What Nicholas Giardini remembers most about his late grandmother Carol Shields were the bedtime stories, and hugs that lasted a long time. He was 11 when the Pulitzer prize-winning author died of breast cancer in 2003. In spring 2013 his mother, Anne Giardini (Carol’s daughter), asked if he would help put together a book of Carol’s thoughts on writing. He was finishing up his undergraduate studies at the University of Ottawa. He jumped at the chance. For the next several months he holed up at the nearby Library and Archives Canada, revelling in her papers. “It was the best summer of my life,” he said. “I had not known Carol Shields as more than a grandmother. I gained a more three-dimensional image. The collection is vast and varies from scraps of notes to letters to well-formulated essays. But I appreciated most the notes in the margins she had written to herself,” recording questions and thoughts her readers had shared.
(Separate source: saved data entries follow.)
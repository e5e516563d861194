pub fn unquote_string(s: &str) -> String {
    let s = s.trim();
    if s.len() >= 2
        && ((s.starts_with('"') && s.ends_with('"'))
            || (s.starts_with('\'') && s.ends_with('\''))
            || (s.starts_with('`') && s.ends_with('`')))
    {
        s[1..s.len() - 1].to_string()
    } else {
        s.to_string()
    }
}

pub fn extract_last_segment(path: &str) -> String {
    path.rsplit(['/', '.', ':'])
        .next()
        .unwrap_or(path)
        .to_string()
}

/// Comparable form of an identifier: unquoted, qualifier and call parens
/// dropped, lowercased, separators removed. `elliptic.P256()`, `"P-256"` and
/// `p256` all map to `p256`.
pub fn canonical_identifier(identifier: &str) -> String {
    let unquoted = unquote_string(identifier);
    let bare = unquoted.trim().trim_end_matches("()");
    extract_last_segment(bare)
        .chars()
        .filter(|c| !matches!(c, '-' | '_' | ' '))
        .flat_map(char::to_lowercase)
        .collect()
}
use crate::extractor::{ExtractedParameters, ParamValue};
use crate::registry::BaselineRule;
use crate::utils::canonical_identifier;

#[derive(Debug, Clone, PartialEq, Eq)]
pub(crate) enum RuleOutcome {
    Pass,
    /// The rule reads a role whose value is unknown, so it cannot be decided
    Unresolved,
    Violated(String),
}

pub(crate) fn evaluate(rule: &BaselineRule, params: &ExtractedParameters) -> RuleOutcome {
    match rule {
        BaselineRule::Flag { reason, .. } => RuleOutcome::Violated(render(reason, &[])),

        BaselineRule::AtLeast {
            role, min, reason, ..
        } => match params.get(role).as_int() {
            None => RuleOutcome::Unresolved,
            Some(value) if value < *min => RuleOutcome::Violated(render(
                reason,
                &[("value", value.to_string()), ("min", min.to_string())],
            )),
            Some(_) => RuleOutcome::Pass,
        },

        BaselineRule::OneOf {
            role,
            values,
            reason,
            ..
        } => match params.get(role).as_int() {
            None => RuleOutcome::Unresolved,
            Some(value) if !values.contains(&value) => RuleOutcome::Violated(render(
                reason,
                &[("value", value.to_string()), ("expected", join_ints(values))],
            )),
            Some(_) => RuleOutcome::Pass,
        },

        BaselineRule::Denied {
            role,
            values,
            reason,
            ..
        } => match identifier(params.get(role)) {
            None => RuleOutcome::Unresolved,
            Some(value) if listed(&value, values) => {
                RuleOutcome::Violated(render(reason, &[("value", value)]))
            }
            Some(_) => RuleOutcome::Pass,
        },

        BaselineRule::Allowed {
            role,
            values,
            reason,
            ..
        } => match identifier(params.get(role)) {
            None => RuleOutcome::Unresolved,
            Some(value) if !listed(&value, values) => RuleOutcome::Violated(render(
                reason,
                &[("value", value), ("expected", values.join("/"))],
            )),
            Some(_) => RuleOutcome::Pass,
        },

        BaselineRule::MatchesRole {
            role,
            other,
            reason,
            ..
        } => match (params.get(role).as_int(), params.get(other).as_int()) {
            (Some(value), Some(expected)) if value != expected => RuleOutcome::Violated(render(
                reason,
                &[("value", value.to_string()), ("expected", expected.to_string())],
            )),
            (Some(_), Some(_)) => RuleOutcome::Pass,
            _ => RuleOutcome::Unresolved,
        },

        BaselineRule::AtLeastWhen {
            role,
            min,
            when_role,
            when_values,
            reason,
            ..
        } => match identifier(params.get(when_role)) {
            None => RuleOutcome::Unresolved,
            Some(condition) if !listed(&condition, when_values) => RuleOutcome::Pass,
            Some(_) => match params.get(role).as_int() {
                None => RuleOutcome::Unresolved,
                Some(value) if value < *min => RuleOutcome::Violated(render(
                    reason,
                    &[("value", value.to_string()), ("min", min.to_string())],
                )),
                Some(_) => RuleOutcome::Pass,
            },
        },
    }
}

/// Roles whose unknown value keeps `rule` from being decided. A conditional
/// rule only needs its guarded role once the condition holds.
pub(crate) fn unresolved_roles<'a>(
    rule: &'a BaselineRule,
    params: &ExtractedParameters,
) -> Vec<&'a str> {
    match rule {
        BaselineRule::AtLeastWhen {
            role,
            when_role,
            when_values,
            ..
        } => match identifier(params.get(when_role)) {
            None => vec![when_role.as_str()],
            Some(condition) if listed(&condition, when_values) && params.is_unknown(role) => {
                vec![role.as_str()]
            }
            Some(_) => vec![],
        },
        _ => rule
            .referenced_roles()
            .into_iter()
            .filter(|role| params.is_unknown(role))
            .collect(),
    }
}

fn identifier(value: &ParamValue) -> Option<String> {
    match value {
        ParamValue::Text(text) => Some(text.clone()),
        ParamValue::Int(number) => Some(number.to_string()),
        ParamValue::Unknown => None,
    }
}

fn listed(value: &str, values: &[String]) -> bool {
    let needle = canonical_identifier(value);
    values.iter().any(|v| canonical_identifier(v) == needle)
}

fn join_ints(values: &[i64]) -> String {
    values
        .iter()
        .map(i64::to_string)
        .collect::<Vec<_>>()
        .join("/")
}

fn render(template: &str, vars: &[(&str, String)]) -> String {
    vars.iter().fold(template.to_string(), |text, (name, value)| {
        text.replace(&format!("{{{name}}}"), value)
    })
}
If there is anything Shields celebrates it is the literary possibilities found in the margins—the workaday domestic spheres where she located her most memorable novels, works like Larry’s Party and The Stone Diaries. The book is called Startle and Illuminate, a phrase borrowed from an essay of Margaret Atwood’s. It refers to what Shields believed books should do—to the minor epiphanies both light and dark they should afford their hungry readers. 

Startle and Illuminate: Carol Shields on Writing by Carol Shields, Anne Giardini and Nicholas Giardini
Random House Canada
240 pages

Startle and Illuminate is woven together from interviews, lectures and letters, odds and ends. It blends meditation on craft with pages of straightforward, useful advice. Shields, who taught creative writing at the University of Winnipeg and Humber College, was obviously a committed teacher. “Still, I was surprised to find she had considered the topic so deliberately and so deeply,” says Anne, a lawyer, author and a former chancellor of Simon Fraser University.

“After collecting all the research material, Nicholas came home to Vancouver,” Anne says. “We sat at the large coffee table in our living room and went back and forth. We took turns reading through the papers. It was close. It was lovely.” Combing through her mother’s thoughts was hard to do. “Having Nicholas with me on the project was a buffer.” This is a family accustomed to the art of collaboration. Anne learned it from her mother, with whom she co-wrote and published a short story. Shields did not want her children to feel mystified by the act of writing and involved them in her work as much as she could. Nicholas is learning his grandmother’s values from the conversations in this book. He is considering becoming a writer. The advice he appreciates most: “To take in my surroundings,” he said, “And be a little more prone to listening.”

An earlier version of this piece appeared in Maclean’s.